* WHAT TO PRODUCE
Below are some records; output exactly the lines from the line with "#[cfg(test)]" to the line with "assert_eq!(clamp_top_k(Some(0)), 1);", both ends kept, and nothing more.

╭─ DATA RECORDS

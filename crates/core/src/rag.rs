//! Retrieval-augmented question answering over library resources.

use serde::Serialize;

use crate::types::DbId;

pub const DEFAULT_TOP_K: i64 = 5;
pub const MAX_TOP_K: i64 = 20;

/// Answer returned when retrieval finds nothing; the model is not called.
pub const NO_CONTEXT_ANSWER: &str =
    "Je n'ai trouvé aucun passage pertinent dans la bibliothèque pour répondre à cette question.";

pub const RAG_SYSTEM_PROMPT: &str = "Tu es l'assistant de la bibliothèque numérique d'un \
établissement scolaire. Réponds en français en t'appuyant uniquement sur les extraits fournis. \
Cite les extraits utilisés par leur numéro entre crochets, par exemple [1]. Si les extraits ne \
suffisent pas, dis-le. Réponds avec un objet JSON {\"answer\": string}.";

/// Clamp a requested `topK` to `1..=MAX_TOP_K`, defaulting when absent.
pub fn clamp_top_k(requested: Option<i64>) -> i64 {
    requested.unwrap_or(DEFAULT_TOP_K).clamp(1, MAX_TOP_K)
}

/// pgvector text literal (`[0.1,0.2,...]`), cast with `::vector` in SQL.
pub fn vector_literal(embedding: &[f32]) -> String {
    let parts: Vec<String> = embedding.iter().map(|v| v.to_string()).collect();
    format!("[{}]", parts.join(","))
}

/// A chunk returned by the similarity search.
#[derive(Debug, Clone, PartialEq)]
pub struct RetrievedChunk {
    pub chunk_id: DbId,
    pub resource_id: DbId,
    pub title: String,
    pub content: String,
    /// `1 - cosine distance`.
    pub similarity: f64,
}

#[derive(Debug, Clone, PartialEq, Serialize)]
pub struct Citation {
    /// One-based, matching the `[n]` markers in the context.
    pub index: usize,
    pub resource_id: DbId,
    pub chunk_id: DbId,
    pub title: String,
    pub similarity: f64,
}

/// Numbered context block handed to the model.
pub fn build_context(chunks: &[RetrievedChunk]) -> String {
    chunks
        .iter()
        .enumerate()
        .map(|(i, c)| format!("[{}] {}\n{}", i + 1, c.title, c.content.trim()))
        .collect::<Vec<_>>()
        .join("\n\n")
}

pub fn citations(chunks: &[RetrievedChunk]) -> Vec<Citation> {
    chunks
        .iter()
        .enumerate()
        .map(|(i, c)| Citation {
            index: i + 1,
            resource_id: c.resource_id,
            chunk_id: c.chunk_id,
            title: c.title.clone(),
            similarity: c.similarity,
        })
        .collect()
}

pub fn build_user_prompt(question: &str, context: &str) -> String {
    format!("Extraits :\n{context}\n\nQuestion : {}", question.trim())
}

#[cfg(test)]
mod tests {
    use super::*;

    fn chunk(id: DbId, title: &str, content: &str) -> RetrievedChunk {
        RetrievedChunk {
            chunk_id: id,
            resource_id: 100 + id,
            title: title.into(),
            content: content.into(),
            similarity: 0.9,
        }
    }

    #[test]
    fn top_k_is_clamped() {
        assert_eq!(clamp_top_k(None), 5);
        assert_eq!(clamp_top_k(Some(0)), 1);
        assert_eq!(clamp_top_k(Some(-3)), 1);
        assert_eq!(clamp_top_k(Some(8)), 8);
        assert_eq!(clamp_top_k(Some(500)), 20);
    }

    #[test]
    fn vector_literal_format() {
        assert_eq!(vector_literal(&[0.5, -1.0, 2.25]), "[0.5,-1,2.25]");
        assert_eq!(vector_literal(&[]), "[]");
    }

    #[test]
    fn context_is_numbered_in_order() {
        let chunks = [chunk(1, "Photosynthèse", " La lumière... "), chunk(2, "Cellule", "Le noyau")];
        let context = build_context(&chunks);
        assert_eq!(context, "[1] Photosynthèse\nLa lumière...\n\n[2] Cellule\nLe noyau");

        let cites = citations(&chunks);
        assert_eq!(cites.len(), 2);
        assert_eq!(cites[1].index, 2);
        assert_eq!(cites[1].resource_id, 102);
    }

    #[test]
    fn prompt_contains_question_and_context() {
        let prompt = build_user_prompt("  Qu'est-ce qu'un noyau ? ", "[1] Cellule\nLe noyau");
        assert!(prompt.ends_with("Question : Qu'est-ce qu'un noyau ?"));
        assert!(prompt.contains("[1] Cellule"));
    }
}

╰─

* ANSWER AREA
#[cfg(test)]
mod tests {
    use super::*;

    fn chunk(id: DbId, title: &str, content: &str) -> RetrievedChunk {
        RetrievedChunk {
            chunk_id: id,
            resource_id: 100 + id,
            title: title.into(),
            content: content.into(),
            similarity: 0.9,
        }
    }

    #[test]
    fn top_k_is_clamped() {
        assert_eq!(clamp_top_k(None), 5);
        assert_eq!(clamp_top_k(Some(0)), 1);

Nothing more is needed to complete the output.